Erleichterungen für das Bauen im Außenbereich

Beim Bauen im Außenbereich werden nach Ansicht von Doris van Teeffelen-Klüttermann den Landwirten zu viele Steine in den Weg gelegt. Hier müssten unbedingt Erleichterungen her. Dies wurde von Landwirt Valentin Fiedler unterstrichen. Landwirt Herbert Wiggert bemängelte, dass es immer noch kein Umweltprogramm für Kleegras gibt. Aus fachlicher Sicht sollte die Fruchtfolge unbedingt Kleegras enthalten, das sich durch seine hohe Wasseraufnahme auszeichne und in der Lage sei, vernässte Flächen zu sanieren.

„Das Dioxin wirft uns um Jahre zurück“ ärgerte sich ein Landwirt, der nach der künftigen Strategie fragte. Die Reduzierung von Lebensmittelkontrollen macht Krögner ein Stück verantwortlich, der sich für einen Personalstand bei der Lebensmittelüberwachung wie vor der Verwaltungsreform einsetzt.
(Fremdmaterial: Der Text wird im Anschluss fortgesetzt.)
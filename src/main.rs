// Hide console window on Windows release builds
#![cfg_attr(all(windows, not(debug_assertions)), windows_subsystem = "windows")]

use anyhow::Result;
use w96box::{cli, debug, registry, settings};

fn main() -> Result<()> {
    // Process CLI arguments first (before logging init for cleaner output)
    let options = cli::process_cli();

    debug::init_log_bridge(options.log_level);
    log::info!("Starting w96box {}", w96box::VERSION);

    let data_root = options
        .data_dir
        .clone()
        .unwrap_or_else(registry::default_data_root);
    log::info!("Data root: {:?}", data_root);

    let profile_registry = registry::ProfileRegistry::open(&data_root)?;
    log::info!("Loaded {} profile(s)", profile_registry.len());
    let launcher_settings = settings::load_settings(&data_root)?;

    run_shell(profile_registry, launcher_settings)
}

#[cfg(feature = "webview")]
fn run_shell(
    registry: registry::ProfileRegistry,
    settings: settings::LauncherSettings,
) -> Result<()> {
    w96box::shell::run(registry, settings)
}

#[cfg(not(feature = "webview"))]
fn run_shell(
    _registry: registry::ProfileRegistry,
    _settings: settings::LauncherSettings,
) -> Result<()> {
    anyhow::bail!(
        "this build of w96box has no embedded webview; \
         rebuild with `--features webview` to run the windowed launcher"
    )
}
Der Skandal zeige, dass man keine Agrarfabriken, sondern überschaubare Bauernhöfe brauche, sagte Pix. „Nicht die Bauern, sondern die Futtermittelbetriebe müssen kontrolliert werden“, gab BLHV-Geschäftsführer Elmar Kasper zu verstehen. Die weitere Ökologisierung verbindet er mit einem noch höheren bürokratischen Aufwand und zunehmender Gängelei, die man den Landwirten nicht zumuten könne.